We found the (AC)n polymorphism adjacent to the (AT)x(T)y repeat in the Thai population. The frequency of (AC)3(AT)7(T)5 was low in Thai, while the frequency was 11.3% in Japanese (Our unpublished data). Thus, the (AC)3(AT)7(T)5 allele would have arisen in common ancestors of Asian populations. Because the (AC)n polymorphism seems to affect the binding affinity of BP1 (Elion et al. 1992), it may reveal the functional significance of the (AC)n(AT)x(T)y repeat in the regulation of HBB expression by the BP1 repressor. Because the allele frequency of (AC)3(AT)7(T)5 is approximately 11.3% in Japanese (Our unpublished data), the genotyping of not (AT)x(T)y but (AC)n(AT)x(T)y is required, at least in Asians, in the future. The present PCR-SSCP analysis allowed us to distinguish seven haplotypes including the (AC)n(AT)x(T)y repeat. Furthermore, some additional Japanese haplotypes different from these seven could be also distinguished (data not shown). Thus, although it is necessary to initially perform direct PCR-based sequencing for the reference bands cut out of the SSCP gels, the PCR-SSCP method is very useful for rapidly and simply determining the phase or pair of haplotypes in a subject.

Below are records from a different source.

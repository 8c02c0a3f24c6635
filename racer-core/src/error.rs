//! Errors in the library.
use std::path::PathBuf;
use thiserror::Error;

/// Errors in the library.
#[derive(Error, Debug)]
pub enum RacerError {
    /// No serialized agent at the given path.
    #[error("Model file not found: {}", .0.display())]
    ModelNotFound(PathBuf),

    /// Invalid configuration.
    #[error("Invalid configuration: {0}")]
    InvalidConfig(String),

    /// Record key error.
    #[error("Record key error: {0}")]
    RecordKeyError(String),

    /// Record value type error.
    #[error("Record value type error: {0}")]
    RecordValueTypeError(String),
}

impl RacerError {
    /// Returns the process exit status for this error.
    pub fn exit_code(&self) -> i32 {
        1
    }
}

#[cfg(test)]
mod tests {
    use super::*;

    #[test]
    fn test_model_not_found_message_names_path() {
        let err = RacerError::ModelNotFound(PathBuf::from("./models/final_driver"));
        assert_eq!(err.to_string(), "Model file not found: ./models/final_driver");
        assert_eq!(err.exit_code(), 1);
    }
}
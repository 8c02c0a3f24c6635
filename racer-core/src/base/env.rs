//! Environment.
use super::{Act, Info, Obs, Step};
use crate::record::Record;
use anyhow::Result;

/// Represents an environment, typically an MDP.
///
/// The simulation itself is owned by an external library; implementors bridge
/// its `reset`/`step`/`close` calls.
pub trait Env {
    /// Configurations.
    type Config: Clone;

    /// Observation of the environment.
    type Obs: Obs;

    /// Action of the environment.
    type Act: Act;

    /// Information in the [`Step`] object.
    type Info: Info;

    /// Builds an environment with a given random seed.
    ///
    /// The seed is used at the first call of [`Env::reset`].
    fn build(config: &Self::Config, seed: i64) -> Result<Self>
    where
        Self: Sized;

    /// Resets the environment and returns the initial observation of a new episode.
    fn reset(&mut self) -> Result<Self::Obs>;

    /// Performes an environment step.
    ///
    /// The returned [`Record`] holds optional information emitted by the environment.
    fn step(&mut self, a: &Self::Act) -> Result<(Step<Self>, Record)>
    where
        Self: Sized;

    /// Releases resources held by the environment, e.g., video writers.
    fn close(&mut self) -> Result<()> {
        Ok(())
    }
}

The BP1 binding site has been predicted to be part of a putative recombination hotspot located upstream of the HBB coding sequence (Chakravarti et al. 1984; Smith et al. 1998; Schneider et al. 2002; Wall et al. 2003). To examine whether the BP1 site is included in the hotspot, a larger sample group or population must be studied. The PCR-SSCP method presented here should be helpful for such a study because it can be used to determine the phase, or the combination of haplotypes, of each sample (Wall et al. 2003).